1. Bad Marketing doesn’t care about its target audience.

You are basically slapped in the face with hundreds, if not thousands of marketing tactics every day. Social media, television, radio, newspaper, door-to-door, MLM…the list can go on forever. Every one of those marketing pieces was developed by a person or team who desperately wants you to become a customer. Bad marketing throws a blanket over you and millions of other people in hopes that a few of you will connect with their message and decide to buy a product. It’s not personal, it’s not meaningful, and there’s a slim chance that the conversion rate will ever hit the target. By not caring about the target audience, you’re not only wasting money on a plan that will fail, but you’re not providing a great experience to your potential customers, and they notice!

2. Bad Marketing doesn’t get the results you want.

Every business owner wants their business to succeed. You want to sell your products, have many happy customers who return again and again, and gain lots of word-of-mouth buzz. In the attempt to “sell, sell, sell”, we sometimes forget that we’re selling to humans who have real emotions, real problems, and real feelings. They’re not robots who will click BUY just because our product is cute and sells for a decent price. Bad marketing throws an image of a product at a random person, hoping they’ll bite. Great marketing knows what the customer is looking for before they even come to your store. Great marketing targets the right customer for your business with specific criteria, then sticks with them until the purchase process is complete.

3. Bad Marketing looks…bad.

A healthy marketing budget is one of the most often overlooked pieces of a business plan. It’s fun to get excited about what you’re going to sell, and to envision the day-to-day atmosphere of your storefront, but how will people know what you offer?

Many small businesses approach marketing as an afterthought. Having spent all of the money on products, decor, or one of a million other things, the marketing budget typically gets the scraps. Did you know that a good graphic designer these days can charge anywhere from $50-100 per hour for their services? Yeah! Sounds like a major expense if you haven’t prepared for it in advance. My advice, spend the money to properly market your business. Get the good photos, get great advertising pieces, have the video shot professionally, and for cripe’s sake – hire someone to manage your social media pages. Bad marketing looks bad because it doesn’t have the money for a glow-up. And you cannot afford to go out looking like that. Build a budget that has plenty of room for great marketing. If you need help with that, schedule a consultation with Red Massive and we’ll help you figure out what a proper budget looks like for you.

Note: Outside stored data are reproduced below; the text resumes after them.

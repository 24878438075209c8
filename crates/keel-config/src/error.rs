//! Error types for config loading and validation.

/// Errors returned while loading or validating configuration.
#[derive(Debug, thiserror::Error)]
pub enum ConfigError {
    /// IO error reading a config file.
    #[error("io error: {0}")]
    Io(#[from] std::io::Error),
    /// JSON5 parse error.
    #[error("parse error: {0}")]
    Parse(#[from] json5::Error),
    /// Schema mismatch while decoding the merged value.
    #[error("schema error: {0}")]
    Schema(#[from] serde_json::Error),
    /// Semantic validation failure.
    #[error("invalid config: {0}")]
    Invalid(String),
}
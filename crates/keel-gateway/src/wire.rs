//! Wire types for the OpenAI-compatible chat endpoint.

use serde::{Deserialize, Serialize};
use serde_json::{Value, json};

/// Chat completion request body.
#[derive(Debug, Clone, Serialize)]
pub struct ChatRequest {
    /// Model name.
    pub model: String,
    /// Conversation messages, system first.
    pub messages: Vec<ChatMessage>,
    /// Structured-output constraint, present only for the analysis call.
    #[serde(skip_serializing_if = "Option::is_none")]
    pub response_format: Option<ResponseFormat>,
}

/// Single chat message.
#[derive(Debug, Clone, Serialize)]
pub struct ChatMessage {
    /// Message role (`system` or `user`).
    pub role: String,
    /// Message content.
    pub content: String,
}

impl ChatMessage {
    /// Build a system message.
    pub fn system(content: impl Into<String>) -> Self {
        Self {
            role: "system".to_string(),
            content: content.into(),
        }
    }

    /// Build a user message.
    pub fn user(content: impl Into<String>) -> Self {
        Self {
            role: "user".to_string(),
            content: content.into(),
        }
    }
}

/// Response format constraint.
#[derive(Debug, Clone, Serialize)]
#[serde(tag = "type", rename_all = "snake_case")]
pub enum ResponseFormat {
    /// Constrain output to a named JSON schema.
    JsonSchema { json_schema: JsonSchemaFormat },
}

/// Named JSON schema payload.
#[derive(Debug, Clone, Serialize)]
pub struct JsonSchemaFormat {
    /// Schema name.
    pub name: String,
    /// Whether the model must conform strictly.
    pub strict: bool,
    /// The schema itself.
    pub schema: Value,
}

/// Chat completion response body.
#[derive(Debug, Deserialize)]
pub struct ChatResponse {
    #[serde(default)]
    pub choices: Vec<ChatChoice>,
}

impl ChatResponse {
    /// Content of the first choice, if any.
    pub fn text(&self) -> Option<&str> {
        self.choices
            .first()
            .and_then(|choice| choice.message.content.as_deref())
    }
}

/// Single completion choice.
#[derive(Debug, Deserialize)]
pub struct ChatChoice {
    pub message: ChatResponseMessage,
}

/// Message inside a completion choice.
#[derive(Debug, Deserialize)]
pub struct ChatResponseMessage {
    #[serde(default)]
    pub content: Option<String>,
}

/// Structured payload decoded from the analysis call.
#[derive(Debug, Clone, Deserialize, PartialEq)]
pub struct AnalysisPayload {
    /// Matched principles with one question each, in model order.
    pub analysis: Vec<AnalysisItem>,
}

/// One matched principle in the analysis payload.
#[derive(Debug, Clone, Deserialize, PartialEq)]
#[serde(rename_all = "camelCase")]
pub struct AnalysisItem {
    /// Id of the matched principle, echoed from the prompt.
    pub principle_id: String,
    /// Reflection question generated for the principle.
    pub reflection_question: String,
}

/// JSON schema constraining the analysis response.
pub fn analysis_schema() -> Value {
    json!({
        "type": "object",
        "properties": {
            "analysis": {
                "type": "array",
                "items": {
                    "type": "object",
                    "properties": {
                        "principleId": { "type": "string" },
                        "reflectionQuestion": { "type": "string" }
                    },
                    "required": ["principleId", "reflectionQuestion"],
                    "additionalProperties": false
                }
            }
        },
        "required": ["analysis"],
        "additionalProperties": false
    })
}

4. Bad Marketing sticks to you forever.

You’ve probably heard that once something is uploaded to the internet, it’s always on the inernet. This isn’t just a story for moms to scare their daughters with – it’s true. In the case of this discussion, it doesn’t necessarily refer to risque photos (although it’s something to be mindful of for anyone). Your digital marketing efforts will be archived forever in some form on the internet. If you’re not consistently producing quality content, and instead choosing sub-par content, you’re flooding the web with incorrectly formatted representations of your business.

Outside of that whole “perpetuity of the internet” speech, people will remember what you show them. When I was an early teen, there was a commercial that ran on evening television advertising a furniture store in a local town. The close of the commercial was a 4-year-old kid saying, “…in Downtown Jacksonville!” and it’s stuck with me ever since. I had the opportunity to meet the owners recently, and I asked about this specific memory. The kid’s now-adult sister said that’s the number one thing people ask her at the store. Everyone who comes in has seen the “…in Downtown Jacksonville!” commercial.

They haven’t ran an ad in over 15 years. That’s great marketing.